By applying boundary condition, the dispersion equation is calculated as:

$$\begin{aligned} \alpha _1\alpha _4-\alpha _2\alpha _3=0 \end{aligned}$$

(32)

We plotted the dispersion relation related to these waves in Figs. 10, 11, 12, 13 and 14 show the variations of the real part of electric and magnetic fields components for considered TE mode.

4.1 Electron movement in the plasma-containing Piet Hein coaxial waveguide for TE mode

Similar to Subsect. 3.1, we examine the electron movement in the cold plasma Piet Hein waveguide that accelerates under the purposed TE mode of electromagnetic wave.

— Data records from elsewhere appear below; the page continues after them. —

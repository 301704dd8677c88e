use std::sync::Arc;

use crate::{
    application::{
        ports::{FileStorage, PrescriptionExtractor},
        use_cases::UploadAndExtractUseCase,
    },
    infrastructure::{
        config::AppConfig,
        external_services::{OcrCommandExtractor, TimeoutExtractor},
        file_system::LocalFileStorage,
    },
    presentation::http::handlers::UploadHandler,
};

pub struct AppContainer {
    // External Services
    pub file_storage: Arc<dyn FileStorage>,
    pub extractor: Arc<dyn PrescriptionExtractor>,

    // Use Cases
    pub upload_and_extract_use_case: Arc<UploadAndExtractUseCase>,

    // HTTP Handlers
    pub upload_handler: Arc<UploadHandler>,
}

impl AppContainer {
    pub async fn new(config: &AppConfig) -> Result<Self, Box<dyn std::error::Error>> {
        let local_storage = LocalFileStorage::new(config.upload_dir.clone());
        local_storage
            .ensure_directory_exists()
            .await
            .map_err(|e| format!("Failed to create upload directory: {}", e))?;

        let command_extractor = OcrCommandExtractor::new(config.ocr_command_config());
        command_extractor
            .ensure_output_dir()
            .await
            .map_err(|e| format!("Failed to create OCR output directory: {}", e))?;

        let extractor: Arc<dyn PrescriptionExtractor> = Arc::new(TimeoutExtractor::new(
            Arc::new(command_extractor),
            config.ocr_timeout,
        ));

        Ok(Self::with_services(Arc::new(local_storage), extractor))
    }

    /// Wires the use case and handlers around already-built services.
    pub fn with_services(
        file_storage: Arc<dyn FileStorage>,
        extractor: Arc<dyn PrescriptionExtractor>,
    ) -> Self {
        let upload_and_extract_use_case = Arc::new(UploadAndExtractUseCase::new(
            file_storage.clone(),
            extractor.clone(),
        ));

        let upload_handler = Arc::new(UploadHandler::new(upload_and_extract_use_case.clone()));

        Self {
            file_storage,
            extractor,
            upload_and_extract_use_case,
            upload_handler,
        }
    }
}
use chrono::{DateTime, Utc};
use std::path::{Path, PathBuf};
use uuid::Uuid;

use crate::domain::value_objects::FileHash;

/// A prescription image persisted to the upload directory.
#[derive(Debug, Clone, PartialEq)]
pub struct StoredUpload {
    id: Uuid,
    original_name: String,
    stored_path: PathBuf,
    size: u64,
    content_type: Option<String>,
    file_hash: FileHash,
    created_at: DateTime<Utc>,
}

impl StoredUpload {
    pub fn new(
        id: Uuid,
        original_name: String,
        stored_path: PathBuf,
        size: u64,
        content_type: Option<String>,
        file_hash: FileHash,
    ) -> Self {
        Self {
            id,
            original_name,
            stored_path,
            size,
            content_type,
            file_hash,
            created_at: Utc::now(),
        }
    }

    pub fn id(&self) -> Uuid {
        self.id
    }

    /// Filename as supplied by the client. Metadata only, never used as a path.
    pub fn original_name(&self) -> &str {
        &self.original_name
    }

    pub fn stored_path(&self) -> &Path {
        &self.stored_path
    }

    pub fn size(&self) -> u64 {
        self.size
    }

    pub fn content_type(&self) -> Option<&str> {
        self.content_type.as_deref()
    }

    pub fn file_hash(&self) -> &FileHash {
        &self.file_hash
    }

    pub fn created_at(&self) -> DateTime<Utc> {
        self.created_at
    }
}

impl std::fmt::Display for StoredUpload {
    fn fmt(&self, f: &mut std::fmt::Formatter<'_>) -> std::fmt::Result {
        write!(
            f,
            "{} ({}, {}, {} bytes, sha256 {}) at {}",
            self.id,
            self.original_name,
            self.content_type.as_deref().unwrap_or("unknown type"),
            self.size,
            self.file_hash.short(),
            self.created_at.to_rfc3339()
        )
    }
}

Here again, we choose the first solution of Eq. (14). In Fig. 15 we plotted the path of the electron in the purposed waveguide. Figure 16 illustrates the kinetic energy in the plasma Piet Hein waveguide for different values of \(\delta \) . Figure 17 presents the angle \(\theta =\arctan \sqrt{p_x^2+p_y^2}/p_z\) in the plasma Piet Hein waveguide for different values of  \(\delta \).

5 Conclusions

In this work, solutions of wave equation a metallic Piet Hein coaxial waveguide containing cold unmagnetized plasma were approximately presented. The components of electromagnetic field for TM and TE modes in the plasma coaxial waveguide with Piet Hein cross section were obtained and fields are plotted for different cases. Using the boundary conditions in the considered coaxial waveguide, the dispersion relations for two considered modes were derived. Dispersion relation and obtained fields were plotted. The motion of an electron injected in the metallic Piet Hein coaxial waveguide including cold homogeneous unmagnetized plasma in the presence of TM and TE modes excited by electromagnetic radiation wave graphically investigated. The differential equations appeared to be solved using the Runge–Kutta numerical method. Numerical calculations were done, and the results were plotted. It is mentioned that we consider a suitable approximation and ignored from different effects. We used the special modes. It is possible excitation of surface wave modes at the boundaries of structures, but in this investigation, we ignored the effect of surface waves and so on. Here, we assume that the nonlinear effects to be negligible in this work. We have assumed the different approximates and neglected the different effects and so the results in these structures are investigated approximately. Regardless of their approximation, the results presented in this paper are still useful for problem analysis.

Data Availability Statement

The author confirms that the data supporting the findings of this study are available within the article and its supplementary materials.